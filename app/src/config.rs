//! Konfiguration des Erlebnisses
//!
//! Wird beim Start aus einer TOML-Datei geladen. Alle Felder haben
//! sinnvolle Standardwerte, sodass Brainswap ohne Konfigurationsdatei
//! lauffaehig ist.

use brainswap_audio::MixConfig;
use brainswap_gaze::{CalibrationConfig, FeatureConfig};
use serde::{Deserialize, Serialize};

/// Vollstaendige Konfiguration
#[derive(Debug, Clone, Default, Serialize, Deserialize)]
#[serde(default)]
pub struct ExperienceConfig {
    /// Takt der Erkennung und der Anzeige
    pub erfassung: ErfassungEinstellungen,
    /// Merkmal-Extraktion (Gierwinkel-Empfindlichkeit)
    pub merkmale: FeatureConfig,
    /// Kalibrierungs-Ablauf
    pub kalibrierung: CalibrationConfig,
    /// Audio-Mix und Cue-Dateien
    pub audio: AudioEinstellungen,
    /// Pro-Sitzung-Werte
    pub sitzung: SitzungEinstellungen,
    /// Visualisierungs-Flaeche
    pub anzeige: AnzeigeEinstellungen,
    /// Playlist-Quelle
    pub playlist: PlaylistEinstellungen,
    /// Keypoint-Quelle
    pub sensor: SensorEinstellungen,
    /// Logging-Einstellungen
    pub logging: LoggingEinstellungen,
    /// Observability-Einstellungen (Metriken)
    pub observability: ObservabilityEinstellungen,
}

/// Takt der beiden kooperativen Aufgaben
#[derive(Debug, Clone, Serialize, Deserialize)]
#[serde(default)]
pub struct ErfassungEinstellungen {
    /// Mindestabstand zwischen zwei Sensor-Aufrufen (ms)
    pub intervall_ms: u64,
    /// Anzeige-Tick (ms)
    pub anzeige_tick_ms: u64,
}

impl Default for ErfassungEinstellungen {
    fn default() -> Self {
        Self {
            intervall_ms: 150,
            anzeige_tick_ms: 16,
        }
    }
}

/// Audio-Einstellungen: Mix-Parameter plus optionale Cue-Dateien
#[derive(Debug, Clone, Default, Serialize, Deserialize)]
#[serde(default)]
pub struct AudioEinstellungen {
    #[serde(flatten)]
    pub mix: MixConfig,
    /// WAV-Loop fuer den Scan-Cue (ohne Datei bleibt der Cue stumm)
    pub scan_sound: Option<String>,
    /// WAV fuer den Abschluss-Cue (ohne Datei wird synthetisiert)
    pub snap_sound: Option<String>,
}

/// Pro-Sitzung-Werte
#[derive(Debug, Clone, Serialize, Deserialize)]
#[serde(default)]
pub struct SitzungEinstellungen {
    /// Zielrotation wird gleichverteilt aus [-grenze, grenze] gezogen (rad)
    pub rotation_grenze: f32,
    /// Toleranz um die Zielrotation
    pub ziel_toleranz: f32,
    /// Fester Seed fuer reproduzierbare Sitzungen
    pub seed: Option<u64>,
}

impl Default for SitzungEinstellungen {
    fn default() -> Self {
        Self {
            rotation_grenze: 0.7,
            ziel_toleranz: 0.15,
            seed: None,
        }
    }
}

#[derive(Debug, Clone, Serialize, Deserialize)]
#[serde(default)]
pub struct AnzeigeEinstellungen {
    pub breite: f32,
    pub hoehe: f32,
}

impl Default for AnzeigeEinstellungen {
    fn default() -> Self {
        Self {
            breite: 800.0,
            hoehe: 600.0,
        }
    }
}

/// Playlist-Quelle
#[derive(Debug, Clone, Serialize, Deserialize)]
#[serde(default)]
pub struct PlaylistEinstellungen {
    /// JSON-Index der verfuegbaren Clips
    pub index: String,
    /// Verzeichnis mit den Clip-Dateien (`<verzeichnis>/<id>`)
    pub audio_verzeichnis: String,
}

impl Default for PlaylistEinstellungen {
    fn default() -> Self {
        Self {
            index: "playlist.json".into(),
            audio_verzeichnis: "audio".into(),
        }
    }
}

/// Keypoint-Quelle
#[derive(Debug, Clone, Serialize, Deserialize)]
#[serde(default)]
pub struct SensorEinstellungen {
    /// JSON-Lines-Aufzeichnung, ein Frame pro Zeile
    pub aufzeichnung: String,
    /// Am Ende der Aufzeichnung von vorne beginnen
    pub schleife: bool,
}

impl Default for SensorEinstellungen {
    fn default() -> Self {
        Self {
            aufzeichnung: "gesicht.jsonl".into(),
            schleife: true,
        }
    }
}

/// Logging-Einstellungen
#[derive(Debug, Clone, Serialize, Deserialize)]
#[serde(default)]
pub struct LoggingEinstellungen {
    /// Log-Level oder Filter-Direktive, z.B. "info" oder "info,brainswap_gaze=trace"
    pub level: String,
    /// Format: "json" oder "text"
    pub format: String,
}

impl Default for LoggingEinstellungen {
    fn default() -> Self {
        Self {
            level: "info".into(),
            format: "text".into(),
        }
    }
}

/// Observability-Einstellungen
#[derive(Debug, Clone, Serialize, Deserialize)]
#[serde(default)]
pub struct ObservabilityEinstellungen {
    /// Aktiviert den `/metrics`-Endpunkt
    pub aktiviert: bool,
    pub bind_adresse: String,
    pub port: u16,
}

impl Default for ObservabilityEinstellungen {
    fn default() -> Self {
        Self {
            aktiviert: false,
            bind_adresse: "127.0.0.1".into(),
            port: 9300,
        }
    }
}

impl ExperienceConfig {
    /// Laedt die Konfiguration aus einer TOML-Datei.
    /// Gibt die Standardkonfiguration zurueck wenn die Datei nicht existiert.
    pub fn laden(pfad: &str) -> anyhow::Result<Self> {
        match Self::datei_lesen(pfad)? {
            Some(config) => Ok(config),
            None => {
                Self::fehlende_datei_melden(pfad);
                Ok(Self::default())
            }
        }
    }

    /// Liest und prueft die Datei ohne zu loggen. `None` wenn sie fehlt.
    ///
    /// Fuer den Start vor der Logging-Initialisierung.
    pub fn datei_lesen(pfad: &str) -> anyhow::Result<Option<Self>> {
        match std::fs::read_to_string(pfad) {
            Ok(inhalt) => {
                let config: Self = toml::from_str(&inhalt)
                    .map_err(|e| anyhow::anyhow!("Konfigurationsfehler in '{pfad}': {e}"))?;
                config.pruefen()?;
                Ok(Some(config))
            }
            Err(e) if e.kind() == std::io::ErrorKind::NotFound => Ok(None),
            Err(e) => Err(anyhow::anyhow!(
                "Konfigurationsdatei '{pfad}' nicht lesbar: {e}"
            )),
        }
    }

    pub fn fehlende_datei_melden(pfad: &str) {
        tracing::warn!(
            pfad = pfad,
            "Konfigurationsdatei nicht gefunden, verwende Standardwerte"
        );
    }

    /// Prueft Wertebereiche die serde nicht abdecken kann
    pub fn pruefen(&self) -> anyhow::Result<()> {
        self.kalibrierung.validate()?;
        self.audio.mix.validate()?;
        if self.erfassung.anzeige_tick_ms == 0 {
            anyhow::bail!("erfassung.anzeige_tick_ms muss > 0 sein");
        }
        let grenze = self.sitzung.rotation_grenze;
        if !grenze.is_finite() || grenze < 0.0 {
            anyhow::bail!("sitzung.rotation_grenze muss endlich und >= 0 sein");
        }
        Ok(())
    }

    /// Gibt die Bind-Adresse fuer den Metrik-Server zurueck
    pub fn observability_bind_adresse(&self) -> String {
        format!(
            "{}:{}",
            self.observability.bind_adresse, self.observability.port
        )
    }
}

Directions |
Write out every record above, word for word.

Result of this exercise |
filename app/src/config.rs
//! Konfiguration des Erlebnisses
//!
//! Wird beim Start aus einer TOML-Datei geladen. Alle Felder haben
//! sinnvolle Standardwerte, sodass Brainswap ohne Konfigurationsdatei
//! lauffaehig ist.

use brainswap_audio::MixConfig;
use brainswap_gaze::{CalibrationConfig, FeatureConfig};
use serde::{Deserialize, Serialize};

/// Vollstaendige Konfiguration
#[derive(Debug, Clone, Default, Serialize, Deserialize)]
#[serde(default)]
pub struct ExperienceConfig {
    /// Takt der Erkennung und der Anzeige
    pub erfassung: ErfassungEinstellungen,
    /// Merkmal-Extraktion (Gierwinkel-Empfindlichkeit)
    pub merkmale: FeatureConfig,
    /// Kalibrierungs-Ablauf
    pub kalibrierung: CalibrationConfig,
    /// Audio-Mix und Cue-Dateien
    pub audio: AudioEinstellungen,
    /// Pro-Sitzung-Werte
    pub sitzung: SitzungEinstellungen,
    /// Visualisierungs-Flaeche
    pub anzeige: AnzeigeEinstellungen,
    /// Playlist-Quelle
    pub playlist: PlaylistEinstellungen,
    /// Keypoint-Quelle
    pub sensor: SensorEinstellungen,
    /// Logging-Einstellungen
    pub logging: LoggingEinstellungen,
    /// Observability-Einstellungen (Metriken)
    pub observability: ObservabilityEinstellungen,
}

/// Takt der beiden kooperativen Aufgaben
#[derive(Debug, Clone, Serialize, Deserialize)]
#[serde(default)]
pub struct ErfassungEinstellungen {
    /// Mindestabstand zwischen zwei Sensor-Aufrufen (ms)
    pub intervall_ms: u64,
    /// Anzeige-Tick (ms)
    pub anzeige_tick_ms: u64,
}

impl Default for ErfassungEinstellungen {
    fn default() -> Self {
        Self {
            intervall_ms: 150,
            anzeige_tick_ms: 16,
        }
    }
}

/// Audio-Einstellungen: Mix-Parameter plus optionale Cue-Dateien
#[derive(Debug, Clone, Default, Serialize, Deserialize)]
#[serde(default)]
pub struct AudioEinstellungen {
    #[serde(flatten)]
    pub mix: MixConfig,
    /// WAV-Loop fuer den Scan-Cue (ohne Datei bleibt der Cue stumm)
    pub scan_sound: Option<String>,
    /// WAV fuer den Abschluss-Cue (ohne Datei wird synthetisiert)
    pub snap_sound: Option<String>,
}

/// Pro-Sitzung-Werte
#[derive(Debug, Clone, Serialize, Deserialize)]
#[serde(default)]
pub struct SitzungEinstellungen {
    /// Zielrotation wird gleichverteilt aus [-grenze, grenze] gezogen (rad)
    pub rotation_grenze: f32,
    /// Toleranz um die Zielrotation
    pub ziel_toleranz: f32,
    /// Fester Seed fuer reproduzierbare Sitzungen
    pub seed: Option<u64>,
}

impl Default for SitzungEinstellungen {
    fn default() -> Self {
        Self {
            rotation_grenze: 0.7,
            ziel_toleranz: 0.15,
            seed: None,
        }
    }
}

#[derive(Debug, Clone, Serialize, Deserialize)]
#[serde(default)]
pub struct AnzeigeEinstellungen {
    pub breite: f32,
    pub hoehe: f32,
}

impl Default for AnzeigeEinstellungen {
    fn default() -> Self {
        Self {
            breite: 800.0,
            hoehe: 600.0,
        }
    }
}

/// Playlist-Quelle
#[derive(Debug, Clone, Serialize, Deserialize)]
#[serde(default)]
pub struct PlaylistEinstellungen {
    /// JSON-Index der verfuegbaren Clips
    pub index: String,
    /// Verzeichnis mit den Clip-Dateien (`<verzeichnis>/<id>`)
    pub audio_verzeichnis: String,
}

impl Default for PlaylistEinstellungen {
    fn default() -> Self {
        Self {
            index: "playlist.json".into(),
            audio_verzeichnis: "audio".into(),
        }
    }
}

/// Keypoint-Quelle
#[derive(Debug, Clone, Serialize, Deserialize)]
#[serde(default)]
pub struct SensorEinstellungen {
    /// JSON-Lines-Aufzeichnung, ein Frame pro Zeile
    pub aufzeichnung: String,
    /// Am Ende der Aufzeichnung von vorne beginnen
    pub schleife: bool,
}

impl Default for SensorEinstellungen {
    fn default() -> Self {
        Self {
            aufzeichnung: "gesicht.jsonl".into(),
            schleife: true,
        }
    }
}

/// Logging-Einstellungen
#[derive(Debug, Clone, Serialize, Deserialize)]
#[serde(default)]
pub struct LoggingEinstellungen {
    /// Log-Level oder Filter-Direktive, z.B. "info" oder "info,brainswap_gaze=trace"
    pub level: String,
    /// Format: "json" oder "text"
    pub format: String,
}

impl Default for LoggingEinstellungen {
    fn default() -> Self {
        Self {
            level: "info".into(),
            format: "text".into(),
        }
    }
}

/// Observability-Einstellungen
#[derive(Debug, Clone, Serialize, Deserialize)]
#[serde(default)]
pub struct ObservabilityEinstellungen {
    /// Aktiviert den `/metrics`-Endpunkt
    pub aktiviert: bool,
    pub bind_adresse: String,
    pub port: u16,
}

impl Default for ObservabilityEinstellungen {
    fn default() -> Self {
        Self {
            aktiviert: false,
            bind_adresse: "127.0.0.1".into(),
            port: 9300,
        }
    }
}

impl ExperienceConfig {
    /// Laedt die Konfiguration aus einer TOML-Datei.
    /// Gibt die Standardkonfiguration zurueck wenn die Datei nicht existiert.
    pub fn laden(pfad: &str) -> anyhow::Result<Self> {
        match Self::datei_lesen(pfad)? {
            Some(config) => Ok(config),
            None => {
                Self::fehlende_datei_melden(pfad);
                Ok(Self::default())
            }
        }
    }

    /// Liest und prueft die Datei ohne zu loggen. `None` wenn sie fehlt.
    ///
    /// Fuer den Start vor der Logging-Initialisierung.
    pub fn datei_lesen(pfad: &str) -> anyhow::Result<Option<Self>> {
        match std::fs::read_to_string(pfad) {
            Ok(inhalt) => {
                let config: Self = toml::from_str(&inhalt)
                    .map_err(|e| anyhow::anyhow!("Konfigurationsfehler in '{pfad}': {e}"))?;
                config.pruefen()?;
                Ok(Some(config))
            }
            Err(e) if e.kind() == std::io::ErrorKind::NotFound => Ok(None),
            Err(e) => Err(anyhow::anyhow!(
                "Konfigurationsdatei '{pfad}' nicht lesbar: {e}"
            )),
        }
    }

    pub fn fehlende_datei_melden(pfad: &str) {
        tracing::warn!(
            pfad = pfad,
            "Konfigurationsdatei nicht gefunden, verwende Standardwerte"
        );
    }

    /// Prueft Wertebereiche die serde nicht abdecken kann
    pub fn pruefen(&self) -> anyhow::Result<()> {
        self.kalibrierung.validate()?;
        self.audio.mix.validate()?;
        if self.erfassung.anzeige_tick_ms == 0 {
            anyhow::bail!("erfassung.anzeige_tick_ms muss > 0 sein");
        }
        let grenze = self.sitzung.rotation_grenze;
        if !grenze.is_finite() || grenze < 0.0 {
            anyhow::bail!("sitzung.rotation_grenze muss endlich und >= 0 sein");
        }
        Ok(())
    }

    /// Gibt die Bind-Adresse fuer den Metrik-Server zurueck
    pub fn observability_bind_adresse(&self) -> String {
        format!(
            "{}:{}",
            self.observability.bind_adresse, self.observability.port
        )
    }
}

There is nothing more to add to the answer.